Records excerpted from a collection
"""
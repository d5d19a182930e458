//! Cart aggregate operations.
//!
//! Every mutating operation re-reads live stock from the catalog at the
//! moment of the call - the cart never caches a stale stock ceiling.
//! Exceeding stock fails with `OutOfStock`; quantities are never silently
//! clamped.

use tamarind_core::{CartEntry, CartItem, DomainError, DomainResult, ProductId};

use super::{MarketState, RemovalPolicy};
use crate::gateway::Caller;

/// The caller's cart, each entry joined with the live product.
pub(super) fn get(state: &MarketState, caller: &Caller) -> DomainResult<Vec<CartItem>> {
    let user = state.require_user(caller)?;
    let entries = state.carts.get(user).map(Vec::as_slice).unwrap_or_default();
    Ok(entries
        .iter()
        .filter_map(|entry| {
            state.products.get(&entry.product_id).map(|product| CartItem {
                product: product.clone(),
                quantity: entry.quantity,
            })
        })
        .collect())
}

/// Add `quantity` of a product, merging with an existing entry.
pub(super) fn add(
    state: &mut MarketState,
    caller: &Caller,
    product_id: &ProductId,
    quantity: u32,
) -> DomainResult<()> {
    let user = state.require_user(caller)?.clone();
    require_positive(quantity)?;
    let stock = state.product(product_id)?.stock;

    let entries = state.carts.entry(user).or_default();
    let held = entries
        .iter()
        .find(|entry| entry.product_id == *product_id)
        .map_or(0, |entry| entry.quantity);

    // Widen before adding so a huge request cannot wrap.
    let wanted = u64::from(held) + u64::from(quantity);
    if wanted > u64::from(stock) {
        return Err(DomainError::OutOfStock {
            product_id: product_id.clone(),
            requested: quantity,
            available: stock.saturating_sub(held),
        });
    }

    #[allow(clippy::cast_possible_truncation)] // wanted <= stock <= u32::MAX
    let merged = wanted as u32;
    match entries
        .iter_mut()
        .find(|entry| entry.product_id == *product_id)
    {
        Some(entry) => entry.quantity = merged,
        None => entries.push(CartEntry {
            product_id: product_id.clone(),
            quantity: merged,
        }),
    }
    Ok(())
}

/// Set an existing entry to an explicit quantity (last write wins).
pub(super) fn update_quantity(
    state: &mut MarketState,
    caller: &Caller,
    product_id: &ProductId,
    quantity: u32,
) -> DomainResult<()> {
    let user = state.require_user(caller)?.clone();
    require_positive(quantity)?;
    let stock = state.product(product_id)?.stock;

    if quantity > stock {
        return Err(DomainError::OutOfStock {
            product_id: product_id.clone(),
            requested: quantity,
            available: stock,
        });
    }

    let entry = state
        .carts
        .get_mut(&user)
        .and_then(|entries| {
            entries
                .iter_mut()
                .find(|entry| entry.product_id == *product_id)
        })
        .ok_or_else(|| DomainError::NotInCart(product_id.clone()))?;
    entry.quantity = quantity;
    Ok(())
}

/// Remove a product from the cart, honoring the configured policy for an
/// absent product.
pub(super) fn remove(
    state: &mut MarketState,
    caller: &Caller,
    product_id: &ProductId,
    policy: RemovalPolicy,
) -> DomainResult<()> {
    let user = state.require_user(caller)?.clone();
    let entries = state.carts.entry(user).or_default();
    let before = entries.len();
    entries.retain(|entry| entry.product_id != *product_id);

    if entries.len() == before && policy == RemovalPolicy::Strict {
        return Err(DomainError::NotInCart(product_id.clone()));
    }
    Ok(())
}

/// Empty the cart unconditionally.
pub(super) fn clear(state: &mut MarketState, caller: &Caller) -> DomainResult<()> {
    let user = state.require_user(caller)?.clone();
    state.carts.remove(&user);
    Ok(())
}

fn require_positive(quantity: u32) -> DomainResult<()> {
    if quantity == 0 {
        return Err(DomainError::Validation(
            "quantity must be at least 1".to_string(),
        ));
    }
    Ok(())
}
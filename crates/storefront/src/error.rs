//! Unified error handling with Sentry integration.
//!
//! Provides a unified `ApiError` type that captures unexpected errors to
//! Sentry before responding to the client. All route handlers return
//! `Result<T, ApiError>`.

use axum::{
    Json,
    http::StatusCode,
    response::{IntoResponse, Response},
};
use serde::Serialize;
use thiserror::Error;

use tamarind_core::DomainError;

/// Application-level error type for the storefront.
#[derive(Debug, Error)]
pub enum ApiError {
    /// A domain operation was rejected by the gateway.
    #[error(transparent)]
    Domain(#[from] DomainError),

    /// Malformed request input (unparsable category, status, ...).
    #[error("Bad request: {0}")]
    BadRequest(String),

    /// Internal server error.
    #[error("Internal error: {0}")]
    Internal(String),
}

/// Wire shape of an error response.
#[derive(Debug, Serialize)]
struct ErrorBody {
    /// Stable machine-readable error code.
    code: &'static str,
    /// Human-readable message.
    error: String,
}

impl ApiError {
    /// Stable code for the client; the message text is not a contract.
    #[must_use]
    pub const fn code(&self) -> &'static str {
        match self {
            Self::Domain(err) => match err {
                DomainError::OutOfStock { .. } => "out_of_stock",
                DomainError::NotInCart(_) => "not_in_cart",
                DomainError::EmptyCart => "empty_cart",
                DomainError::NotFound(_) => "not_found",
                DomainError::Unauthorized(_) => "unauthorized",
                DomainError::Validation(_) => "validation",
            },
            Self::BadRequest(_) => "bad_request",
            Self::Internal(_) => "internal",
        }
    }

    const fn status(&self) -> StatusCode {
        match self {
            Self::Domain(err) => match err {
                DomainError::OutOfStock { .. } | DomainError::EmptyCart => StatusCode::CONFLICT,
                DomainError::NotInCart(_) | DomainError::NotFound(_) => StatusCode::NOT_FOUND,
                DomainError::Unauthorized(_) => StatusCode::FORBIDDEN,
                DomainError::Validation(_) => StatusCode::BAD_REQUEST,
            },
            Self::BadRequest(_) => StatusCode::BAD_REQUEST,
            Self::Internal(_) => StatusCode::INTERNAL_SERVER_ERROR,
        }
    }
}

impl IntoResponse for ApiError {
    fn into_response(self) -> Response {
        // Domain rejections are normal operation; only faults go to Sentry.
        if matches!(self, Self::Internal(_)) {
            let event_id = sentry::capture_error(&self);
            tracing::error!(
                error = %self,
                sentry_event_id = %event_id,
                "Request error"
            );
        }

        let status = self.status();
        // Don't expose internal error details to clients
        let message = match &self {
            Self::Internal(_) => "Internal server error".to_string(),
            other => other.to_string(),
        };

        (
            status,
            Json(ErrorBody {
                code: self.code(),
                error: message,
            }),
        )
            .into_response()
    }
}

/// Result type alias for `ApiError`.
pub type Result<T> = std::result::Result<T, ApiError>;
"""
### WHAT THE EXERCISE ASKS
Print exactly the lines of the records from the one containing "let message = match" through the end, and nothing besides them.

### WORKED SOLUTION
        let message = match &self {
            Self::Internal(_) => "Internal server error".to_string(),
            other => other.to_string(),
        };

        (
            status,
            Json(ErrorBody {
                code: self.code(),
                error: message,
            }),
        )
            .into_response()
    }
}

/// Result type alias for `ApiError`.
pub type Result<T> = std::result::Result<T, ApiError>;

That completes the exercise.